Teacher education programs inherit this assumption that using digital tools and resources is necessarily a good thing.  It is not unusual, for instance, to read about the growth of large online courses in universities and more broadly.  At our university, administrative business concerns have led to the increased offering of online courses to students.  Online courses save space costs and lighten other infrastructural strain on the university.  The motivation to promote online courses is not pedagogical.  While rich resources are available for supporting online instruction, no compelling evidence exists that shows online courses lead to better learning experiences for students or teaching experiences for faculty.  Rather, the motivation is both political and economic.

In addition, the software-powered technology used for online courses—often referred to as a learning management system—commonly forces instructors to think about their courses in ways that align with technological limitations imposed through the product by the private company that created it.

Instructors who find online discussion boards too daunting and ineffective and would prefer alternative modes of interaction will find many of the most popular learning management systems sorely lacking.  Education technology specialists must be fluent in these kinds of phenomena, especially the ways in which technological development and the decisions of private companies compromise pedagogy.

Administrative Space

Little was said explicitly about school leaders across documents, though administrative stakeholders are implied when references were made to matters of ethics, legality, and procurement.  Despite the sharp rise in emphasis on data-driven decision making, the documents took a more optimistic stance and avoided addressing how school leaders might strategically and critically juggle both compliance needs (i.e., reporting achievement data to the state) with more nuanced or constructivist pedagogical goals (i.e., 21st-century skills and project-based learning).

Pressure to use software-powered technologies is felt at many levels of administration, in part due to the emphasis placed by accreditation documents and grant money offered by public and private entities.  Administrators might also be tempted by the perceived cost saving in using less physical building space or paying fewer instructors.

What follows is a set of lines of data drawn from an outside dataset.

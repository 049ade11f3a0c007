//! Shared setup for service tests.

#![allow(clippy::panic)]

use std::sync::Arc;

use chrono::NaiveDate;
use tokio::sync::mpsc;

use super::{GiveOutcome, GiveRequest, ReadingEngine, RewardReceipt};
use crate::config::EngineSettings;
use crate::domain::event::tests::{date, draft};
use crate::domain::{
    Actor, CheckIn, Clock, DomainEvent, EnrollmentType, EventBus, EventDraft, EventId, ManualClock,
    UserId,
};

/// Engine on a manual clock with a leader and an admin.
#[derive(Debug)]
pub(crate) struct Harness {
    pub engine: ReadingEngine,
    pub clock: Arc<ManualClock>,
    pub leader: Actor,
    pub admin: Actor,
}

/// First reading day of [`event_draft`] (a Monday).
pub(crate) fn day0() -> NaiveDate {
    date(2026, 3, 2)
}

/// Seven-day event starting on [`day0`].
pub(crate) fn event_draft() -> EventDraft {
    draft(day0(), date(2026, 3, 8))
}

pub(crate) fn harness() -> Harness {
    harness_with(EngineSettings::default())
}

pub(crate) fn harness_with(settings: EngineSettings) -> Harness {
    build(settings, EventBus::new(256))
}

/// Like [`harness`], with every published event also journaled.
pub(crate) fn journaled_harness() -> (Harness, mpsc::UnboundedReceiver<DomainEvent>) {
    let (bus, journal) = EventBus::with_journal(256);
    (build(EngineSettings::default(), bus), journal)
}

fn build(settings: EngineSettings, bus: EventBus) -> Harness {
    let clock = Arc::new(ManualClock::at(date(2026, 2, 2), 9));
    let engine = ReadingEngine::new(settings, Arc::<ManualClock>::clone(&clock), bus);
    Harness {
        engine,
        clock,
        leader: Actor::member(UserId::new()),
        admin: Actor::admin(UserId::new()),
    }
}

impl Harness {
    /// Creates, submits and approves `draft`; enrollment opens on approval.
    pub(crate) async fn approved(&self, draft: EventDraft) -> EventId {
        let Ok(details) = self.engine.lifecycle.create_event(draft, &self.leader).await else {
            panic!("event should be created");
        };
        let event_id = details.event.id;
        let submitted = self.engine.approval.submit(event_id, &self.leader).await;
        assert!(submitted.is_ok(), "submit failed: {submitted:?}");
        let approved = self.engine.approval.approve(event_id, &self.admin).await;
        assert!(approved.is_ok(), "approve failed: {approved:?}");
        event_id
    }

    /// Enrolls `count` fresh participants.
    pub(crate) async fn enroll(&self, event_id: EventId, count: usize) -> Vec<UserId> {
        let mut users = Vec::with_capacity(count);
        for _ in 0..count {
            let user = UserId::new();
            let enrolled = self
                .engine
                .enrollments
                .enroll(event_id, user, EnrollmentType::Participant)
                .await;
            assert!(enrolled.is_ok(), "enroll failed: {enrolled:?}");
            users.push(user);
        }
        users
    }

    /// Approved event with `participants` enrolled, started on [`day0`].
    pub(crate) async fn started(&self, participants: usize) -> (EventId, Vec<UserId>) {
        let event_id = self.approved(event_draft()).await;
        let users = self.enroll(event_id, participants).await;
        self.clock.set(day0().and_hms_opt(8, 0, 0).unwrap_or_default().and_utc());
        let Ok(true) = self.engine.lifecycle.start(event_id).await else {
            panic!("event should start");
        };
        (event_id, users)
    }

    /// Checks `user` in for today.
    pub(crate) async fn check_in_today(&self, event_id: EventId, user: UserId) -> CheckIn {
        let today = self.clock.now().date_naive();
        let Ok(check_in) = self
            .engine
            .enrollments
            .check_in(event_id, user, today, None)
            .await
        else {
            panic!("check-in should succeed");
        };
        check_in
    }

    /// Confirmed give of `amount` from `giver` on `target`.
    pub(crate) async fn give(
        &self,
        giver: UserId,
        target: &CheckIn,
        amount: u32,
    ) -> Result<RewardReceipt, crate::error::GatewayError> {
        let outcome = self
            .engine
            .rewards
            .give(GiveRequest {
                event_id: target.event_id,
                giver_id: giver,
                recipient_id: target.user_id,
                target_id: target.id,
                amount,
                comment: None,
                anonymous: false,
                confirmed: true,
            })
            .await?;
        let GiveOutcome::Given(receipt) = outcome else {
            panic!("confirmed give returned a preview");
        };
        Ok(receipt)
    }
}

For example, a course I was once slated to teach had five students from one campus and four from another campus 30 miles away.  Rather than pay two separate instructors, I was asked to alternate campuses each week, while students from both campuses sat in classrooms equipped with telepresence software (a form of high-end video conferencing).  Though our administration saved a few thousand dollars in instructor salary, the reviews from students stated clearly that they felt like whichever group of students had me physically present with them got a better experience that week.  To my administration’s credit, they slowed down rolling out that teaching model to reassess its value to students.  Standards documents should clearly prepare educational technology specialists to engage critically with administrators about the tension between technological efficiency and pedagogical sacrifice.

Software Space

The documents included elements from all layers of software space: devices, networking infrastructure, interfaces, code, and information systems.  These different components, however, were often presented glibly and in isolation from each other and the social factors in which they are produced and consumed.  Further, the notion that ideological and pedagogical assumptions are encoded in software space was absent.

Rather than considering the critical issues that involve software space, the documents approached software space in disintegrated and purely functional terms.  The documents did not prompt educators to analyze critically the subtle ways software-powered technologies impact pedagogy negatively.  Rather, the assumption, again, was that the use of technology is beneficial.  Similarly, references to data—both in the classroom and in more operational forms—assumed the inherent goodness or at least neutrality of generating data, despite the fact that the kinds of data generated often distill learning into overly simplistic numbers.

Examples of software space being used to operationalize standards and the ideologies behind them abound.  In New York State teacher education, the best recent example is the edTPA (American Association of Colleges for Teacher Education & Stanford Center for Assessment, Learning, and Equity, 2013).  The edTPA is a teacher performance assessment created at Stanford University and adopted by many states who, as part of the conditions of their accepting Race to the Top grant money from the Obama administration, had to adopt new teacher evaluation and certification standards and processes.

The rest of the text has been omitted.